(Saved data entries)
========================
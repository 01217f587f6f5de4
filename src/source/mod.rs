use crate::domain::event::PaymentEvent;
use anyhow::Result;

pub mod channel;
pub mod redis_stream;
pub mod synthetic;

/// Lazy, unbounded sequence of payment events. Events from one originator arrive in
/// observation order; nothing is promised across originators.
#[async_trait::async_trait]
pub trait EventSource: Send {
    fn name(&self) -> &'static str;

    async fn next_event(&mut self) -> Result<Option<PaymentEvent>>;

    async fn commit(&mut self) -> Result<()> {
        Ok(())
    }
}
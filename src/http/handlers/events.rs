use crate::domain::event::PaymentEvent;
use crate::http::error::error_response;
use crate::AppState;
use axum::extract::State;
use axum::http::StatusCode;
use axum::response::IntoResponse;
use axum::Json;

pub async fn push_event(State(state): State<AppState>, Json(event): Json<PaymentEvent>) -> impl IntoResponse {
    let Some(publisher) = state.publisher.as_ref() else {
        return error_response(
            StatusCode::SERVICE_UNAVAILABLE,
            "PUSH_DISABLED",
            "push ingestion is not the active event source",
            None,
        );
    };

    let event_id = event.event_id;
    match publisher.publish(event).await {
        Ok(()) => (StatusCode::ACCEPTED, Json(serde_json::json!({"accepted": event_id}))).into_response(),
        Err(e) => error_response(
            StatusCode::SERVICE_UNAVAILABLE,
            "SUBSCRIPTION_CLOSED",
            "event subscription is closed",
            Some(e.to_string()),
        ),
    }
}
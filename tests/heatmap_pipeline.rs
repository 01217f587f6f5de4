use chrono::TimeZone;
use geoqr_engine::domain::event::PaymentEvent;
use geoqr_engine::domain::geofence::GeoPoint;
use geoqr_engine::heatmap::aggregator::SpatialAggregator;
use geoqr_engine::heatmap::density::{DensityGrid, RetentionPolicy};
use geoqr_engine::heatmap::grid::CellSize;
use geoqr_engine::heatmap::projector::{project, ProjectorConfig};
use geoqr_engine::service::ingest::run_ingest;
use geoqr_engine::service::retention::RetentionTrimmer;
use geoqr_engine::source::synthetic::{SyntheticConfig, SyntheticSource};
use tokio_util::sync::CancellationToken;

fn aggregator(cell: f64) -> SpatialAggregator {
    SpatialAggregator::new(DensityGrid::new(CellSize::Degrees(cell), RetentionPolicy::default()))
}

#[tokio::test]
async fn delhi_events_merge_into_one_cell() {
    let agg = aggregator(0.5);
    let now = chrono::Utc::now();
    agg.ingest(&PaymentEvent::new(GeoPoint::new(28.6139, 77.2090), 100.0, now))
        .await;
    agg.ingest(&PaymentEvent::new(GeoPoint::new(28.6139, 77.2090), 50.0, now))
        .await;

    let snap = agg.snapshot().await;
    assert_eq!(snap.len(), 1);
    assert_eq!(snap[0].intensity, 150.0);
    assert!((snap[0].lat - 28.6139).abs() <= 0.5);
    assert!((snap[0].lon - 77.2090).abs() <= 0.5);
}

#[tokio::test]
async fn snapshot_is_stable_without_new_input() {
    let agg = aggregator(0.05);
    let source = SyntheticSource::new(SyntheticConfig {
        limit: Some(200),
        ..SyntheticConfig::default()
    })
    .unwrap();
    run_ingest(CancellationToken::new(), source, agg.clone()).await.unwrap();

    let a = agg.snapshot().await;
    let b = agg.snapshot().await;
    assert!(!a.is_empty());
    assert_eq!(a, b);

    let pa = project(&a, &ProjectorConfig::default());
    let pb = project(&b, &ProjectorConfig::default());
    assert_eq!(pa, pb);
    assert!(pa.iter().all(|p| p.weight > 0.0 && p.weight <= 1.0));
    assert!(pa.iter().any(|p| p.weight == 1.0));
}

#[tokio::test]
async fn empty_grid_projects_fallback() {
    let agg = aggregator(0.1);
    let cfg = ProjectorConfig::default();
    let points = project(&agg.snapshot().await, &cfg);
    assert_eq!(points.len(), 1);
    assert!(points[0].weight <= cfg.fallback_weight);
}

#[tokio::test]
async fn trimmer_expires_old_activity() {
    let agg = SpatialAggregator::new(DensityGrid::new(
        CellSize::Degrees(0.1),
        RetentionPolicy {
            horizon: chrono::Duration::seconds(300),
            bucket_seconds: 60,
        },
    ));
    let old = chrono::Utc.timestamp_opt(1_700_000_000, 0).single().unwrap();
    agg.ingest(&PaymentEvent::new(GeoPoint::new(19.07, 72.87), 40.0, old)).await;
    agg.ingest(&PaymentEvent::new(GeoPoint::new(12.97, 77.59), 10.0, old + chrono::Duration::seconds(600)))
        .await;

    let trimmer = RetentionTrimmer {
        aggregator: agg.clone(),
        interval: std::time::Duration::from_secs(1),
    };
    trimmer.tick(old + chrono::Duration::seconds(700)).await;

    let snap = agg.snapshot().await;
    assert_eq!(snap.len(), 1);
    assert_eq!(snap[0].intensity, 10.0);
}
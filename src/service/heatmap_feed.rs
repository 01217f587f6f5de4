use crate::heatmap::aggregator::SpatialAggregator;
use crate::heatmap::density::CellIntensity;
use crate::heatmap::diff::{diff, SnapshotDiff};
use crate::heatmap::projector::{project, HeatPoint, ProjectorConfig};
use anyhow::Result;
use serde::Serialize;
use std::sync::Arc;
use std::time::Duration;
use tokio::sync::{watch, Mutex};
use tokio_util::sync::CancellationToken;

#[derive(Debug, Clone, Serialize)]
pub struct HeatmapFrame {
    pub version: u64,
    pub generated_at: chrono::DateTime<chrono::Utc>,
    pub points: Vec<HeatPoint>,
    #[serde(skip)]
    pub cells: Vec<CellIntensity>,
}

// Snapshot → diff → redraw. A new frame is published only when the grid actually changed,
// so subscribers redraw on data changes rather than on every poll.
#[derive(Clone)]
pub struct HeatmapFeed {
    aggregator: SpatialAggregator,
    projector: ProjectorConfig,
    tx: Arc<watch::Sender<Arc<HeatmapFrame>>>,
    refresh: Arc<Mutex<()>>,
}

impl HeatmapFeed {
    pub fn new(aggregator: SpatialAggregator, projector: ProjectorConfig) -> Self {
        let initial = HeatmapFrame {
            version: 0,
            generated_at: chrono::Utc::now(),
            points: project(&[], &projector),
            cells: Vec::new(),
        };
        let (tx, _rx) = watch::channel(Arc::new(initial));
        Self {
            aggregator,
            projector,
            tx: Arc::new(tx),
            refresh: Arc::new(Mutex::new(())),
        }
    }

    pub fn subscribe(&self) -> watch::Receiver<Arc<HeatmapFrame>> {
        self.tx.subscribe()
    }

    pub fn current(&self) -> Arc<HeatmapFrame> {
        self.tx.borrow().clone()
    }

    pub async fn refresh(&self) -> Option<SnapshotDiff> {
        let _guard = self.refresh.lock().await;
        let cells = self.aggregator.snapshot().await;
        let previous = self.current();
        let changes = diff(&previous.cells, &cells);
        if changes.is_empty() {
            return None;
        }

        let frame = HeatmapFrame {
            version: previous.version + 1,
            generated_at: chrono::Utc::now(),
            points: project(&cells, &self.projector),
            cells,
        };
        tracing::debug!(
            version = frame.version,
            added = changes.added.len(),
            changed = changes.changed.len(),
            removed = changes.removed.len(),
            "heatmap frame published"
        );
        self.tx.send_replace(Arc::new(frame));
        Some(changes)
    }

    pub async fn run(self, ctx: CancellationToken, interval: Duration) -> Result<()> {
        let mut ticker = tokio::time::interval(interval);
        ticker.set_missed_tick_behavior(tokio::time::MissedTickBehavior::Delay);
        loop {
            tokio::select! {
                _ = ctx.cancelled() => break,
                _ = ticker.tick() => {
                    self.refresh().await;
                }
            }
        }
        tracing::info!("heatmap feed stopped");
        Ok(())
    }
}

#[cfg(test)]
mod tests {
    use super::*;
    use crate::domain::event::PaymentEvent;
    use crate::domain::geofence::GeoPoint;
    use crate::heatmap::density::{DensityGrid, RetentionPolicy};
    use crate::heatmap::grid::CellSize;

    #[tokio::test]
    async fn publishes_only_on_change() {
        let agg = SpatialAggregator::new(DensityGrid::new(CellSize::Degrees(0.1), RetentionPolicy::default()));
        let feed = HeatmapFeed::new(agg.clone(), ProjectorConfig::default());
        let rx = feed.subscribe();

        assert_eq!(feed.current().points.len(), 1);
        assert!(feed.refresh().await.is_none());

        agg.ingest(&PaymentEvent::new(GeoPoint::new(28.6, 77.2), 10.0, chrono::Utc::now()))
            .await;
        let changes = feed.refresh().await.unwrap();
        assert_eq!(changes.added.len(), 1);
        assert!(rx.has_changed().unwrap());
        assert_eq!(feed.current().version, 1);
        assert_eq!(feed.current().points[0].weight, 1.0);

        assert!(feed.refresh().await.is_none());
        assert_eq!(feed.current().version, 1);
    }
}
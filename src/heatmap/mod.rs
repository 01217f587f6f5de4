pub mod aggregator;
pub mod density;
pub mod diff;
pub mod grid;
pub mod projector;
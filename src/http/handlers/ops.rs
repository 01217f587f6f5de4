use crate::AppState;
use axum::extract::State;
use axum::response::IntoResponse;
use axum::Json;

pub async fn liveness() -> impl IntoResponse {
    (axum::http::StatusCode::OK, Json(serde_json::json!({"alive": true}))).into_response()
}

pub async fn readiness(State(state): State<AppState>) -> impl IntoResponse {
    let push_ok = state.publisher.as_ref().map(|p| !p.is_closed()).unwrap_or(true);
    let status = if push_ok {
        axum::http::StatusCode::OK
    } else {
        axum::http::StatusCode::SERVICE_UNAVAILABLE
    };
    (
        status,
        Json(serde_json::json!({
            "ready": push_ok,
            "push_subscription": state.publisher.is_some(),
            "heatmap_version": state.heatmap_feed.current().version,
        })),
    )
        .into_response()
}
use crate::http::handlers::{credentials, events, heatmap, ops};
use crate::AppState;
use axum::routing::{get, post};
use axum::Router;

pub fn router(state: AppState) -> Router {
    Router::new()
        .route("/ops/liveness", get(ops::liveness))
        .route("/ops/readiness", get(ops::readiness))
        .route("/scan", post(credentials::scan))
        .route("/credentials", post(credentials::issue_credential))
        .route("/events", post(events::push_event))
        .route("/heatmap", get(heatmap::get_heatmap))
        .route("/heatmap/export", get(heatmap::export_csv))
        .route("/heatmap/stats", get(heatmap::stats))
        .with_state(state)
}
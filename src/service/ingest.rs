use crate::heatmap::aggregator::SpatialAggregator;
use crate::source::EventSource;
use anyhow::Result;
use std::time::Duration;
use tokio_util::sync::CancellationToken;
use tracing::{error, info};

/// Pulls events from `source` into `aggregator` until cancelled or the source is exhausted.
/// Cancellation is only observed between events, so the grid always reflects whole events.
pub async fn run_ingest<S>(ctx: CancellationToken, mut source: S, aggregator: SpatialAggregator) -> Result<u64>
where
    S: EventSource,
{
    info!(source = source.name(), "event ingestion started");
    let mut applied: u64 = 0;

    loop {
        let next = tokio::select! {
            biased;
            _ = ctx.cancelled() => {
                info!(source = source.name(), applied, "received shutdown signal, stopping ingestion");
                break;
            }
            next = source.next_event() => next,
        };

        match next {
            Ok(Some(event)) => {
                if aggregator.ingest(&event).await {
                    applied += 1;
                }
                if let Err(e) = source.commit().await {
                    error!(source = source.name(), error = %e, "failed to commit event");
                }
            }
            Ok(None) => {
                info!(source = source.name(), applied, "event source exhausted");
                break;
            }
            Err(e) => {
                error!(source = source.name(), error = %e, "event source error");
                tokio::select! {
                    _ = ctx.cancelled() => break,
                    _ = tokio::time::sleep(Duration::from_millis(500)) => {}
                }
            }
        }
    }

    Ok(applied)
}
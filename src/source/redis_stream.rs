use crate::domain::event::PaymentEvent;
use crate::source::EventSource;
use anyhow::Result;
use redis::aio::MultiplexedConnection;
use redis::streams::StreamReadReply;
use std::collections::VecDeque;

pub const EVENT_FIELD: &str = "event";

pub struct RedisStreamSource {
    conn: MultiplexedConnection,
    stream_key: String,
    group: String,
    consumer: String,
    block_ms: u64,
    batch: usize,
    replaying: bool,
    buffered: VecDeque<(String, PaymentEvent)>,
    in_flight: Option<String>,
}

impl RedisStreamSource {
    pub async fn connect(client: &redis::Client, stream_key: &str, group: &str, consumer: &str) -> Result<Self> {
        let mut conn = client.get_multiplexed_async_connection().await?;

        // BUSYGROUP on restart is expected
        let _: redis::RedisResult<String> = redis::cmd("XGROUP")
            .arg("CREATE")
            .arg(stream_key)
            .arg(group)
            .arg("0")
            .arg("MKSTREAM")
            .query_async(&mut conn)
            .await;

        Ok(Self {
            conn,
            stream_key: stream_key.to_string(),
            group: group.to_string(),
            consumer: consumer.to_string(),
            block_ms: 2000,
            batch: 200,
            replaying: true,
            buffered: VecDeque::new(),
            in_flight: None,
        })
    }

    async fn fill(&mut self) -> Result<()> {
        let start = if self.replaying { "0" } else { ">" };
        let mut cmd = redis::cmd("XREADGROUP");
        cmd.arg("GROUP")
            .arg(&self.group)
            .arg(&self.consumer)
            .arg("COUNT")
            .arg(self.batch);
        if !self.replaying {
            cmd.arg("BLOCK").arg(self.block_ms);
        }
        let reply: Option<StreamReadReply> = cmd
            .arg("STREAMS")
            .arg(&self.stream_key)
            .arg(start)
            .query_async(&mut self.conn)
            .await?;
        // nil on BLOCK timeout
        let Some(reply) = reply else {
            return Ok(());
        };

        let mut received = 0;
        for stream in reply.keys {
            for entry in stream.ids {
                received += 1;
                let raw = entry
                    .map
                    .get(EVENT_FIELD)
                    .and_then(|v| redis::from_redis_value::<String>(v).ok());
                match raw.as_deref().and_then(decode_event) {
                    Some(event) => self.buffered.push_back((entry.id, event)),
                    None => {
                        tracing::warn!(entry_id = %entry.id, "skipping undecodable stream entry");
                        self.ack(&entry.id).await?;
                    }
                }
            }
        }

        if self.replaying && received == 0 {
            tracing::info!(stream = %self.stream_key, "pending entries replayed");
            self.replaying = false;
        }
        Ok(())
    }

    async fn ack(&mut self, id: &str) -> Result<()> {
        let _: i64 = redis::cmd("XACK")
            .arg(&self.stream_key)
            .arg(&self.group)
            .arg(id)
            .query_async(&mut self.conn)
            .await?;
        Ok(())
    }
}

pub fn decode_event(raw_json: &str) -> Option<PaymentEvent> {
    serde_json::from_str::<PaymentEvent>(raw_json).ok()
}

#[async_trait::async_trait]
impl EventSource for RedisStreamSource {
    fn name(&self) -> &'static str {
        "redis"
    }

    async fn next_event(&mut self) -> Result<Option<PaymentEvent>> {
        loop {
            if let Some((id, event)) = self.buffered.pop_front() {
                self.in_flight = Some(id);
                return Ok(Some(event));
            }
            self.fill().await?;
        }
    }

    async fn commit(&mut self) -> Result<()> {
        if let Some(id) = self.in_flight.take() {
            self.ack(&id).await?;
        }
        Ok(())
    }
}

#[derive(Clone)]
pub struct RedisStreamPublisher {
    pub client: redis::Client,
    pub stream_key: String,
}

impl RedisStreamPublisher {
    pub async fn publish(&self, event: &PaymentEvent) -> Result<String> {
        let mut conn = self.client.get_multiplexed_async_connection().await?;
        let payload = serde_json::to_string(event)?;
        let id: String = redis::cmd("XADD")
            .arg(&self.stream_key)
            .arg("MAXLEN")
            .arg("~")
            .arg(1_000_000)
            .arg("*")
            .arg(EVENT_FIELD)
            .arg(payload)
            .query_async(&mut conn)
            .await?;
        Ok(id)
    }
}

#[cfg(test)]
mod tests {
    use super::*;

    #[test]
    fn decodes_stream_payload() {
        let raw = r#"{"event_id":"7f9c2ad4-6b1e-4a59-9d59-3c1f0b2d8e11","location":{"lat":28.6139,"lon":77.209},"amount":100.0,"observed_at":"2024-01-01T10:00:00Z"}"#;
        let event = decode_event(raw).unwrap();
        assert_eq!(event.amount, 100.0);
        assert_eq!(event.location.lat, 28.6139);
    }

    #[test]
    fn event_id_is_optional_on_the_wire() {
        let raw = r#"{"location":{"lat":1.0,"lon":2.0},"amount":5.0,"observed_at":"2024-01-01T10:00:00Z"}"#;
        assert!(decode_event(raw).is_some());
    }

    #[test]
    fn rejects_garbage() {
        assert!(decode_event("not json").is_none());
        assert!(decode_event(r#"{"amount":1}"#).is_none());
    }
}
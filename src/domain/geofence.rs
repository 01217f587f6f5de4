use crate::error::GeofenceError;
use serde::{Deserialize, Serialize};

const EARTH_RADIUS_M: f64 = 6_371_000.0;

#[derive(Debug, Clone, Copy, PartialEq, Serialize, Deserialize)]
pub struct GeoPoint {
    pub lat: f64,
    pub lon: f64,
}

impl GeoPoint {
    pub fn new(lat: f64, lon: f64) -> Self {
        Self { lat, lon }
    }

    pub fn is_valid(&self) -> bool {
        self.lat.is_finite()
            && self.lon.is_finite()
            && (-90.0..=90.0).contains(&self.lat)
            && (-180.0..=180.0).contains(&self.lon)
    }

    pub fn distance_m(&self, other: &GeoPoint) -> f64 {
        let (lat1, lat2) = (self.lat.to_radians(), other.lat.to_radians());
        let dlat = lat2 - lat1;
        let dlon = (other.lon - self.lon).to_radians();
        let a = (dlat / 2.0).sin().powi(2) + lat1.cos() * lat2.cos() * (dlon / 2.0).sin().powi(2);
        2.0 * EARTH_RADIUS_M * a.sqrt().atan2((1.0 - a).sqrt())
    }
}

#[derive(Debug, Clone, Copy, PartialEq, Serialize, Deserialize)]
pub struct GeofenceConstraint {
    pub center: GeoPoint,
    pub radius_m: f64,
}

impl GeofenceConstraint {
    pub fn new(center: GeoPoint, radius_m: f64) -> Result<Self, GeofenceError> {
        let fence = Self { center, radius_m };
        fence.validate()?;
        Ok(fence)
    }

    pub fn validate(&self) -> Result<(), GeofenceError> {
        if !self.radius_m.is_finite() || self.radius_m <= 0.0 {
            return Err(GeofenceError::InvalidGeofence {
                reason: format!("radius must be positive, got {}", self.radius_m),
            });
        }
        if !self.center.lat.is_finite() || !(-90.0..=90.0).contains(&self.center.lat) {
            return Err(GeofenceError::InvalidGeofence {
                reason: format!("latitude {} outside [-90, 90]", self.center.lat),
            });
        }
        if !self.center.lon.is_finite() || !(-180.0..=180.0).contains(&self.center.lon) {
            return Err(GeofenceError::InvalidGeofence {
                reason: format!("longitude {} outside [-180, 180]", self.center.lon),
            });
        }
        Ok(())
    }

    pub fn contains(&self, point: &GeoPoint) -> bool {
        self.center.distance_m(point) <= self.radius_m
    }
}

#[cfg(test)]
mod tests {
    use super::*;

    #[test]
    fn rejects_bad_fences() {
        let delhi = GeoPoint::new(28.7041, 77.1025);
        assert!(GeofenceConstraint::new(delhi, 0.0).is_err());
        assert!(GeofenceConstraint::new(delhi, -5.0).is_err());
        assert!(GeofenceConstraint::new(delhi, f64::NAN).is_err());
        assert!(GeofenceConstraint::new(GeoPoint::new(91.0, 0.0), 10.0).is_err());
        assert!(GeofenceConstraint::new(GeoPoint::new(0.0, -181.0), 10.0).is_err());
        assert!(GeofenceConstraint::new(GeoPoint::new(90.0, 180.0), 10.0).is_ok());
    }

    #[test]
    fn contains_uses_great_circle_distance() {
        let fence = GeofenceConstraint::new(GeoPoint::new(28.7041, 77.1025), 100_000.0).unwrap();
        // Connaught Place, roughly 11 km away
        assert!(fence.contains(&GeoPoint::new(28.6315, 77.2167)));
        // Mumbai
        assert!(!fence.contains(&GeoPoint::new(19.0760, 72.8777)));
    }
}
use crate::domain::credential::{issue, GeoCredential};
use crate::domain::geofence::{GeoPoint, GeofenceConstraint};
use crate::domain::scan::{extract, extract_details, RawScanResult, ScanDetails};
use crate::error::CredentialError;

#[derive(Debug, Clone, Default)]
pub struct FenceRequest {
    pub lat: Option<f64>,
    pub lon: Option<f64>,
    pub radius_m: Option<f64>,
}

#[derive(Clone)]
pub struct CredentialService {
    pub default_fence: GeofenceConstraint,
}

impl CredentialService {
    pub fn scan(&self, raw_text: &str) -> Result<ScanDetails, CredentialError> {
        let raw = RawScanResult::from_decoded(Some(raw_text.to_string()))?;
        let details = extract_details(&raw);
        details.payee.clone().require_non_empty()?;
        Ok(details)
    }

    pub fn issue_from_scan(&self, raw_text: &str, fence: &FenceRequest) -> Result<GeoCredential, CredentialError> {
        let raw = RawScanResult::from_decoded(Some(raw_text.to_string()))?;
        let payee = extract(&raw).require_non_empty()?;
        let fence = GeofenceConstraint {
            center: GeoPoint {
                lat: fence.lat.unwrap_or(self.default_fence.center.lat),
                lon: fence.lon.unwrap_or(self.default_fence.center.lon),
            },
            radius_m: fence.radius_m.unwrap_or(self.default_fence.radius_m),
        };
        let credential = issue(payee, fence)?;
        tracing::info!(
            payee = %credential.payee(),
            lat = credential.fence().center.lat,
            lon = credential.fence().center.lon,
            radius_m = credential.fence().radius_m,
            "geo credential issued"
        );
        Ok(credential)
    }
}

#[cfg(test)]
mod tests {
    use super::*;
    use crate::error::ScanError;

    fn service() -> CredentialService {
        CredentialService {
            default_fence: GeofenceConstraint {
                center: GeoPoint::new(28.7041, 77.1025),
                radius_m: 100_000.0,
            },
        }
    }

    #[test]
    fn applies_default_fence() {
        let cred = service()
            .issue_from_scan("upi://pay?pa=merchant@bank&am=250", &FenceRequest::default())
            .unwrap();
        assert_eq!(cred.payee().as_str(), "merchant@bank");
        assert_eq!(cred.fence().radius_m, 100_000.0);
    }

    #[test]
    fn blank_scan_is_a_decode_failure() {
        let err = service().scan("  ").unwrap_err();
        assert!(matches!(err, CredentialError::Scan(ScanError::DecodeFailure(_))));
    }

    #[test]
    fn empty_payee_is_rejected() {
        let err = service()
            .issue_from_scan("upi://pay?pa=&am=1", &FenceRequest::default())
            .unwrap_err();
        assert_eq!(err.code(), "EMPTY_IDENTIFIER");
    }

    #[test]
    fn override_radius_is_validated() {
        let err = service()
            .issue_from_scan(
                "pa=m@bank",
                &FenceRequest {
                    radius_m: Some(0.0),
                    ..FenceRequest::default()
                },
            )
            .unwrap_err();
        assert_eq!(err.code(), "INVALID_GEOFENCE");
    }
}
========================
• TASK STATEMENT: If a line of the records contains the word "CredentialError", count it; give only the total.

• ANSWER SECTION: 4